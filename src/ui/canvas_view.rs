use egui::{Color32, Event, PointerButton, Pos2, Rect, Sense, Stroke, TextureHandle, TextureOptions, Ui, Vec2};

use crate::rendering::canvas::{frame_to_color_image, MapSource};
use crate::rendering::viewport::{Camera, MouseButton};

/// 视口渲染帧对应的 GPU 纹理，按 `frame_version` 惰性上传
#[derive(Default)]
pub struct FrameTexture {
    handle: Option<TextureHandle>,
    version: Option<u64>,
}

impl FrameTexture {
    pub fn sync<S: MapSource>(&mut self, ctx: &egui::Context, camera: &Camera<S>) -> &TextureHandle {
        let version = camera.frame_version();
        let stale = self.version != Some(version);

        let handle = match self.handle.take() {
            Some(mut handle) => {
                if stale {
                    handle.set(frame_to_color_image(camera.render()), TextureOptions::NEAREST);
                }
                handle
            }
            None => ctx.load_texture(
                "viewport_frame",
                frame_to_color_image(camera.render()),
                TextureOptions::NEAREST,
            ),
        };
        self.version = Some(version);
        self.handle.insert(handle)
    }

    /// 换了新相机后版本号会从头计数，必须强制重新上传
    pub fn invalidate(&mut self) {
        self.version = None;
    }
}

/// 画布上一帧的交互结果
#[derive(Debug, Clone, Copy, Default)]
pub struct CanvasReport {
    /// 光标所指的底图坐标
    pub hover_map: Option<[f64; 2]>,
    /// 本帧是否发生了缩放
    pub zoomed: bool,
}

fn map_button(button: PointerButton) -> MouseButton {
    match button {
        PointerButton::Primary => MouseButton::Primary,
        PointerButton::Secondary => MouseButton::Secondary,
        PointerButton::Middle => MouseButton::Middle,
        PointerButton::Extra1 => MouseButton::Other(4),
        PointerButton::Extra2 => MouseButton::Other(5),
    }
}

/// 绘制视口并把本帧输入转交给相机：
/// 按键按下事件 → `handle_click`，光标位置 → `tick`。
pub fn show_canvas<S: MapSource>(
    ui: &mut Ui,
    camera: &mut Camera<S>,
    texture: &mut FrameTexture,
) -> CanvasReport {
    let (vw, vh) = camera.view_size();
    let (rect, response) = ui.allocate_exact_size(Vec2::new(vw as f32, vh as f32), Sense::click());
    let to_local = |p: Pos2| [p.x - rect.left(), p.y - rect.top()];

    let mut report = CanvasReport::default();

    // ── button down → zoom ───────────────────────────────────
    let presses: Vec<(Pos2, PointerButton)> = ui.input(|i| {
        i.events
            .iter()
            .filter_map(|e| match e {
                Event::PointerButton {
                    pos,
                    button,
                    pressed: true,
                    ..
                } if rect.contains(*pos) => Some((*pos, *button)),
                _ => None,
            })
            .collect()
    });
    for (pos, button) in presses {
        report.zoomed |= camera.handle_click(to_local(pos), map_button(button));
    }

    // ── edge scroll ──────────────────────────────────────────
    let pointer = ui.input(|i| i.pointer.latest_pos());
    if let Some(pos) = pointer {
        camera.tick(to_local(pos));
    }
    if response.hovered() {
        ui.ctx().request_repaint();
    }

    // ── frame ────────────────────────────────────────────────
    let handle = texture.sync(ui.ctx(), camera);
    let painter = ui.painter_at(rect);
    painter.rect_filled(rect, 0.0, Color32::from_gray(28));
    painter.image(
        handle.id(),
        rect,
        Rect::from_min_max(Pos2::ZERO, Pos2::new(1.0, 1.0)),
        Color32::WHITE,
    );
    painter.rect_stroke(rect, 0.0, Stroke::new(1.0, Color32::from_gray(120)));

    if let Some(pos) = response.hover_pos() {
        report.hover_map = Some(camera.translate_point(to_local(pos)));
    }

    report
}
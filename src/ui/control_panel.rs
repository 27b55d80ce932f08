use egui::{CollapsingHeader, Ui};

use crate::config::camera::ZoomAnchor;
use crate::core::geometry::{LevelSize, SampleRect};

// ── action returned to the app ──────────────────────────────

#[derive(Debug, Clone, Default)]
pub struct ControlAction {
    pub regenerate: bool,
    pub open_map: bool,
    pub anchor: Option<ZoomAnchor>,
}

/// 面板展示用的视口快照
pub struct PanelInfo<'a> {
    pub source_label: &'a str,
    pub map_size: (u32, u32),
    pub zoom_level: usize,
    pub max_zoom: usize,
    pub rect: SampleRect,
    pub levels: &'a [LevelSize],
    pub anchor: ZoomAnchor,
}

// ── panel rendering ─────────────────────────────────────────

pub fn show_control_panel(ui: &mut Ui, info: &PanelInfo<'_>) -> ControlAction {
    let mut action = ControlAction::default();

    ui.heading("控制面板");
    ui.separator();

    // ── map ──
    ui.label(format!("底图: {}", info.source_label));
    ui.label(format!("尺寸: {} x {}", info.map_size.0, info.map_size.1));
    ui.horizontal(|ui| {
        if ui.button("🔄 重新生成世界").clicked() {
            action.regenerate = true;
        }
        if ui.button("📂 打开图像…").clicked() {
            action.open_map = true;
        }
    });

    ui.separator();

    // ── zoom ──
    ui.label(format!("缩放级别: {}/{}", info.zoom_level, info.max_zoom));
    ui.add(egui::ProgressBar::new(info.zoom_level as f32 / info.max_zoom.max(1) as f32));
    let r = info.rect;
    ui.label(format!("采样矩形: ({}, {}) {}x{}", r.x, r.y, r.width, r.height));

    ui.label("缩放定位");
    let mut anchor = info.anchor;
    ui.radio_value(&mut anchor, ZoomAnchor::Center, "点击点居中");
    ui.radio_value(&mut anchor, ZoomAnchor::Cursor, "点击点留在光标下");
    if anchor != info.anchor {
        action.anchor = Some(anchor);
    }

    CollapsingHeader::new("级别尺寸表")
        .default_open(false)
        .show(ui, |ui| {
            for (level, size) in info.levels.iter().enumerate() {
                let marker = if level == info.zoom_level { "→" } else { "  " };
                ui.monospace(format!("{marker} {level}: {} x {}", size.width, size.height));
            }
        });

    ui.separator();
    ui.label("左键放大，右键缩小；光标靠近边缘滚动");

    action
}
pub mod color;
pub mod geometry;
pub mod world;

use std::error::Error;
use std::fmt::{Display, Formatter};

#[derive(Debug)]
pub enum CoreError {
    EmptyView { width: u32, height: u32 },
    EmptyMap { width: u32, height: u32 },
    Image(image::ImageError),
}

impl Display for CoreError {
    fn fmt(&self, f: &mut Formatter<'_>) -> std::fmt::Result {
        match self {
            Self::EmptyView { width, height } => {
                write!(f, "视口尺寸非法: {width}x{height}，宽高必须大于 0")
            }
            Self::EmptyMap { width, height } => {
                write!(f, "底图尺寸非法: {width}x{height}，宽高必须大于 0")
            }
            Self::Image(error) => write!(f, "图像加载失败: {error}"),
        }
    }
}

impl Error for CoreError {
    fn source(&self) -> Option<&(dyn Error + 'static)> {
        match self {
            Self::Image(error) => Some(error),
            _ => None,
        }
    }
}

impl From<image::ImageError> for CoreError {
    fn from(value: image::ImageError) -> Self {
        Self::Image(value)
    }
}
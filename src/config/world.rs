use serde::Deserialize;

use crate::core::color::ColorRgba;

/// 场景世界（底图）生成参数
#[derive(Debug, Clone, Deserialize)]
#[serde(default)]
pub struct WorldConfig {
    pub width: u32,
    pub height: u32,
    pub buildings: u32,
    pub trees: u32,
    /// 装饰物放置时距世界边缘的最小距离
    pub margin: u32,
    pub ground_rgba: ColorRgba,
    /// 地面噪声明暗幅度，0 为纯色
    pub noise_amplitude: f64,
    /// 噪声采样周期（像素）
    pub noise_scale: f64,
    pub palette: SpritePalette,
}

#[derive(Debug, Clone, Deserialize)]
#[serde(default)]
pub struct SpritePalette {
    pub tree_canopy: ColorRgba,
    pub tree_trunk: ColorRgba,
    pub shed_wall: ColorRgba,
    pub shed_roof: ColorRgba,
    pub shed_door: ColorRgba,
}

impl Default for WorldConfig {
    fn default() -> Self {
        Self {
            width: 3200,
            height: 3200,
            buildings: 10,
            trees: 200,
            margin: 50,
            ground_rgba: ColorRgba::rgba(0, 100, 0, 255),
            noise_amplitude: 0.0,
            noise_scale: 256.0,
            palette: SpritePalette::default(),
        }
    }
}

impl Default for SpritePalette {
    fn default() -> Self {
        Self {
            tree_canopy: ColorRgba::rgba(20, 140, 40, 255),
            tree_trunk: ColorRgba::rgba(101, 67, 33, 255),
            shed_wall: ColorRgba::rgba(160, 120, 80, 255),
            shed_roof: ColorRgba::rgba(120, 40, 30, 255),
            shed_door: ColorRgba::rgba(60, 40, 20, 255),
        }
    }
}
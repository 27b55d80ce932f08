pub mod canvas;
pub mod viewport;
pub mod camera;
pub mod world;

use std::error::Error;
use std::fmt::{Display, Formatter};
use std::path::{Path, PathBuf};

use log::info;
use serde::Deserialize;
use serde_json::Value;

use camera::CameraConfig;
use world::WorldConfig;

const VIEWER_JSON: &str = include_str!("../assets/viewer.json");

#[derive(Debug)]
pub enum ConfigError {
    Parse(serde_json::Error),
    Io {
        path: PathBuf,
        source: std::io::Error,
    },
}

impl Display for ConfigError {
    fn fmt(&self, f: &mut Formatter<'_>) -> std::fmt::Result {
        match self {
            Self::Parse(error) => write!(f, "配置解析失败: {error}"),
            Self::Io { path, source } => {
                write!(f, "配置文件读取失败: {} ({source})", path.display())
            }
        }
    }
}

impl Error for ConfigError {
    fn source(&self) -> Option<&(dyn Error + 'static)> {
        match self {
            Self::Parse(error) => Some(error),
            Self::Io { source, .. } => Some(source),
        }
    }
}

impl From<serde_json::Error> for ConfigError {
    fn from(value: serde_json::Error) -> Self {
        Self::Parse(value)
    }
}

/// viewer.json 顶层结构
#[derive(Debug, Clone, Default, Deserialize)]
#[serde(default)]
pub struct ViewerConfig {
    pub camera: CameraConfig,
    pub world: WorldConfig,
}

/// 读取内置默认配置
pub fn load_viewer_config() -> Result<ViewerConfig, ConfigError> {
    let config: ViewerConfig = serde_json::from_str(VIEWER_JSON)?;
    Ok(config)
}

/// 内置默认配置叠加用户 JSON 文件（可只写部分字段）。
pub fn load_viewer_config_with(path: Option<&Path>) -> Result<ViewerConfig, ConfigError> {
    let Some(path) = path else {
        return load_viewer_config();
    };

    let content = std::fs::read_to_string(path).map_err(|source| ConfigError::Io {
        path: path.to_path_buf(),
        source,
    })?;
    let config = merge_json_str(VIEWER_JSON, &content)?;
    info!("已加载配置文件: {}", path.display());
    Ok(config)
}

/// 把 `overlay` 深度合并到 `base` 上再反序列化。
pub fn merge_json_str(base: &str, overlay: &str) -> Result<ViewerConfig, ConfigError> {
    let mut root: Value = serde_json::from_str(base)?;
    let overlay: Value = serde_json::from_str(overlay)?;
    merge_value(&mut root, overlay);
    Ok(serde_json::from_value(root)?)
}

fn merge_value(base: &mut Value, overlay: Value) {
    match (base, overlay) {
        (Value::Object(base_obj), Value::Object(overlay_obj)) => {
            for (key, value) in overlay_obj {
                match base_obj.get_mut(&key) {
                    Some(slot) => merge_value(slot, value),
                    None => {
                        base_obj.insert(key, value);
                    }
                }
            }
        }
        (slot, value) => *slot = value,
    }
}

════════════════════

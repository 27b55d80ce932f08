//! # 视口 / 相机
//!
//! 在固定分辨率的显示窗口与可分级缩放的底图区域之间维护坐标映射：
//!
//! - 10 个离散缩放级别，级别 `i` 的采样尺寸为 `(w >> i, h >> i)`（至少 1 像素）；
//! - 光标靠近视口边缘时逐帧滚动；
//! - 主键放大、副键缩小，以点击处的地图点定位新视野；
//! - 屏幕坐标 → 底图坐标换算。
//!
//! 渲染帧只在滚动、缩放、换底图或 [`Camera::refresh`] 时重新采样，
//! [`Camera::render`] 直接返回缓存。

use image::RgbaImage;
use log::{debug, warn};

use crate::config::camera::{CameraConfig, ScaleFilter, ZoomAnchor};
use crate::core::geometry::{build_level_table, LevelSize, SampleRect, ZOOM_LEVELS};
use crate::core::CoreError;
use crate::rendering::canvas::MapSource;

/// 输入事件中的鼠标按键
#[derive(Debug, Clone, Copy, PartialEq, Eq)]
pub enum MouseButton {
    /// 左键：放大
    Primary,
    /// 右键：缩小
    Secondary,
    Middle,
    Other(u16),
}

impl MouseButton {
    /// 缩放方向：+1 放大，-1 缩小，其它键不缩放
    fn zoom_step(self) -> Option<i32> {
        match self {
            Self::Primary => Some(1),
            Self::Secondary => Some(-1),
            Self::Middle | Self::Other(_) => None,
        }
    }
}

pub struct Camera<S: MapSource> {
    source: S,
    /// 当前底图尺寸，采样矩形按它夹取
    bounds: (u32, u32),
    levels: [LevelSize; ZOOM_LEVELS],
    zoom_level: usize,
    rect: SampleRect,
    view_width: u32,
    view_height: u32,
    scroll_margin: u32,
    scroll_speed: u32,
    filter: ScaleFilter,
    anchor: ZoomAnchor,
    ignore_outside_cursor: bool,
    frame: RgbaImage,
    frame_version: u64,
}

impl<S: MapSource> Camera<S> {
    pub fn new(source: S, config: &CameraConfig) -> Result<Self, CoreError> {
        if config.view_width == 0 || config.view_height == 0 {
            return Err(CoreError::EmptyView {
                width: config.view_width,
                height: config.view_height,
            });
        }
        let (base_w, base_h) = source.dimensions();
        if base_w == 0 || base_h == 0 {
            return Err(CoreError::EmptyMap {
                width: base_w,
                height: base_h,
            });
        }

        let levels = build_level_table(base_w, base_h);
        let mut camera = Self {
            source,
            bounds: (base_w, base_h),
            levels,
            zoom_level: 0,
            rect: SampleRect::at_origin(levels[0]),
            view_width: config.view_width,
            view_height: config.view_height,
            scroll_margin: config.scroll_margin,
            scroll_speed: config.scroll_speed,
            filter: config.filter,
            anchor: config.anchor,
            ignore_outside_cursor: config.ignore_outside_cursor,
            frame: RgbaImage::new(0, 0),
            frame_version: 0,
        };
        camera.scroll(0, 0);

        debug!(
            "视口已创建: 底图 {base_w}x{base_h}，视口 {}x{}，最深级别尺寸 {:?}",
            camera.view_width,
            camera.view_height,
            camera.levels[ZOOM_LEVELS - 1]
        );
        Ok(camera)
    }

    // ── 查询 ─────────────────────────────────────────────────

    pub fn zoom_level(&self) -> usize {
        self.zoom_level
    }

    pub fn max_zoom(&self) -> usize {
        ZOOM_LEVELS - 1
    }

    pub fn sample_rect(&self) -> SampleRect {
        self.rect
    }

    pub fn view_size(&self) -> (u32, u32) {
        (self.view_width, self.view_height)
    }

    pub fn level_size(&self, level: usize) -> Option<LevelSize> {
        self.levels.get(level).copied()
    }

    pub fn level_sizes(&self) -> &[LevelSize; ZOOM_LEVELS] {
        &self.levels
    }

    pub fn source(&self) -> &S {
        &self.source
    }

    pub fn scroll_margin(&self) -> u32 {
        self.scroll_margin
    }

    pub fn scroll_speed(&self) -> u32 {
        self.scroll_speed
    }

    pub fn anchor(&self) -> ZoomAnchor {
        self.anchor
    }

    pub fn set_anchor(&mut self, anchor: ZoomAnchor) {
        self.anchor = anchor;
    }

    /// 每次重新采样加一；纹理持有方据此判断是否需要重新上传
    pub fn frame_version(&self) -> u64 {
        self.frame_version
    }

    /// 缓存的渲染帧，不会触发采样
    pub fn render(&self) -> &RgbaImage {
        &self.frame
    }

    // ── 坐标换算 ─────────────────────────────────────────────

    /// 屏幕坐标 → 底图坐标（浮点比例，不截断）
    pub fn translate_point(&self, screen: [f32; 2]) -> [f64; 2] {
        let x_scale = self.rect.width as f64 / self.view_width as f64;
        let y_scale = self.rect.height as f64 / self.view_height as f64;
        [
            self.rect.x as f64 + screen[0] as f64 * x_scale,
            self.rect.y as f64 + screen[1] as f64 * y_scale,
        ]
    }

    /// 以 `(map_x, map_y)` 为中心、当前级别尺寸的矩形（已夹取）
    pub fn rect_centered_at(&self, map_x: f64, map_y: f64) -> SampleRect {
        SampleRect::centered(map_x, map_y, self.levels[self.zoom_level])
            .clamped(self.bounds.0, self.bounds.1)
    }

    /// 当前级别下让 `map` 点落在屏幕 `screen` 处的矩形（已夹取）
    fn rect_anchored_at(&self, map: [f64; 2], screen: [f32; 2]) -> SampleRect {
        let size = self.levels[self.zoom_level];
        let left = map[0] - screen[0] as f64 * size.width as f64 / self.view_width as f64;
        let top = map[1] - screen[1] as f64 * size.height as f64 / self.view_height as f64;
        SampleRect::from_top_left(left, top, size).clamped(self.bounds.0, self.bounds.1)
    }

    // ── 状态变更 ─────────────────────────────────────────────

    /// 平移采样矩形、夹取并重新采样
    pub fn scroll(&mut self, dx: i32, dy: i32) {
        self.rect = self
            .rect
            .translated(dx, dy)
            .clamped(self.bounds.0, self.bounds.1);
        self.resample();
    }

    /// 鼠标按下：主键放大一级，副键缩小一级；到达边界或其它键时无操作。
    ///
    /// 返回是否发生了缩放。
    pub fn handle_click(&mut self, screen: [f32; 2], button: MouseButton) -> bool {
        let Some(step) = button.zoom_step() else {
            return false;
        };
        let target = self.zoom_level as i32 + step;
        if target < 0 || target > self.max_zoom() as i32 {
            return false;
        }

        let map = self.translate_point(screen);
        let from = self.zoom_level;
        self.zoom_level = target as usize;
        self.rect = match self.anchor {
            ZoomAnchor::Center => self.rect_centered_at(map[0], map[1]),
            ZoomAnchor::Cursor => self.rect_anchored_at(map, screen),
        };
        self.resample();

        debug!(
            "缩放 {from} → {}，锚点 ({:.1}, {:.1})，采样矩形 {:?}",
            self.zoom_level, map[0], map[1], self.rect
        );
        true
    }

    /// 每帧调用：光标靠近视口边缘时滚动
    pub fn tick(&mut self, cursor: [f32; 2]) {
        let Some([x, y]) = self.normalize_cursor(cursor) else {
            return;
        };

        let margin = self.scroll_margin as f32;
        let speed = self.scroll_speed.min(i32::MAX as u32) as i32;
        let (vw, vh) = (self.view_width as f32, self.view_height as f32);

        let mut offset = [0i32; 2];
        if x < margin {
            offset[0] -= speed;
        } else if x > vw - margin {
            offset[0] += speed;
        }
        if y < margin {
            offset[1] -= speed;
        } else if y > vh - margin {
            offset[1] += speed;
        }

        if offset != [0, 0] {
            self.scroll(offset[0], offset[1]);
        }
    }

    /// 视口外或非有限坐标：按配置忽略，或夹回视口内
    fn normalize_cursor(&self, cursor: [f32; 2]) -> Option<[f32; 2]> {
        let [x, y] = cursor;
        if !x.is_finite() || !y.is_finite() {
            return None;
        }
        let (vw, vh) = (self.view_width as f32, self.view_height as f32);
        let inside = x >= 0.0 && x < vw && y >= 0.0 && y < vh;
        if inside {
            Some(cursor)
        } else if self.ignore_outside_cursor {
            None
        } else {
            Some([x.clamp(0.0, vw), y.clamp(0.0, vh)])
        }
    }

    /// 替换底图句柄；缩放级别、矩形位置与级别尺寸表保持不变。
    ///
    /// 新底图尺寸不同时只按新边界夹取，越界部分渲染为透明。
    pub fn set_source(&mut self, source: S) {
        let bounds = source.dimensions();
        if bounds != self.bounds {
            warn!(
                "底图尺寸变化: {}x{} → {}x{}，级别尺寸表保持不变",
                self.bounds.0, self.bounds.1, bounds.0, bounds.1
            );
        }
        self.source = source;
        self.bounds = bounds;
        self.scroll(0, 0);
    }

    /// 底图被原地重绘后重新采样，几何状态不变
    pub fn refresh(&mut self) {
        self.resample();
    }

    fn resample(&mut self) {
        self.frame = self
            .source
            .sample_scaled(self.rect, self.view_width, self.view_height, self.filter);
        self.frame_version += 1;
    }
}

════════════════════

Starting at the line that has "filename src/ui/canvas_view.rs" in the records above, restate word for word every line until the one that has "let presses: Vec<(Pos2, PointerButton)>", and include that one as well.

filename src/ui/canvas_view.rs
use egui::{Color32, Event, PointerButton, Pos2, Rect, Sense, Stroke, TextureHandle, TextureOptions, Ui, Vec2};

use crate::rendering::canvas::{frame_to_color_image, MapSource};
use crate::rendering::viewport::{Camera, MouseButton};

/// 视口渲染帧对应的 GPU 纹理，按 `frame_version` 惰性上传
#[derive(Default)]
pub struct FrameTexture {
    handle: Option<TextureHandle>,
    version: Option<u64>,
}

impl FrameTexture {
    pub fn sync<S: MapSource>(&mut self, ctx: &egui::Context, camera: &Camera<S>) -> &TextureHandle {
        let version = camera.frame_version();
        let stale = self.version != Some(version);

        let handle = match self.handle.take() {
            Some(mut handle) => {
                if stale {
                    handle.set(frame_to_color_image(camera.render()), TextureOptions::NEAREST);
                }
                handle
            }
            None => ctx.load_texture(
                "viewport_frame",
                frame_to_color_image(camera.render()),
                TextureOptions::NEAREST,
            ),
        };
        self.version = Some(version);
        self.handle.insert(handle)
    }

    /// 换了新相机后版本号会从头计数，必须强制重新上传
    pub fn invalidate(&mut self) {
        self.version = None;
    }
}

/// 画布上一帧的交互结果
#[derive(Debug, Clone, Copy, Default)]
pub struct CanvasReport {
    /// 光标所指的底图坐标
    pub hover_map: Option<[f64; 2]>,
    /// 本帧是否发生了缩放
    pub zoomed: bool,
}

fn map_button(button: PointerButton) -> MouseButton {
    match button {
        PointerButton::Primary => MouseButton::Primary,
        PointerButton::Secondary => MouseButton::Secondary,
        PointerButton::Middle => MouseButton::Middle,
        PointerButton::Extra1 => MouseButton::Other(4),
        PointerButton::Extra2 => MouseButton::Other(5),
    }
}

/// 绘制视口并把本帧输入转交给相机：
/// 按键按下事件 → `handle_click`，光标位置 → `tick`。
pub fn show_canvas<S: MapSource>(
    ui: &mut Ui,
    camera: &mut Camera<S>,
    texture: &mut FrameTexture,
) -> CanvasReport {
    let (vw, vh) = camera.view_size();
    let (rect, response) = ui.allocate_exact_size(Vec2::new(vw as f32, vh as f32), Sense::click());
    let to_local = |p: Pos2| [p.x - rect.left(), p.y - rect.top()];

    let mut report = CanvasReport::default();

    // ── button down → zoom ───────────────────────────────────
    let presses: Vec<(Pos2, PointerButton)> = ui.input(|i| {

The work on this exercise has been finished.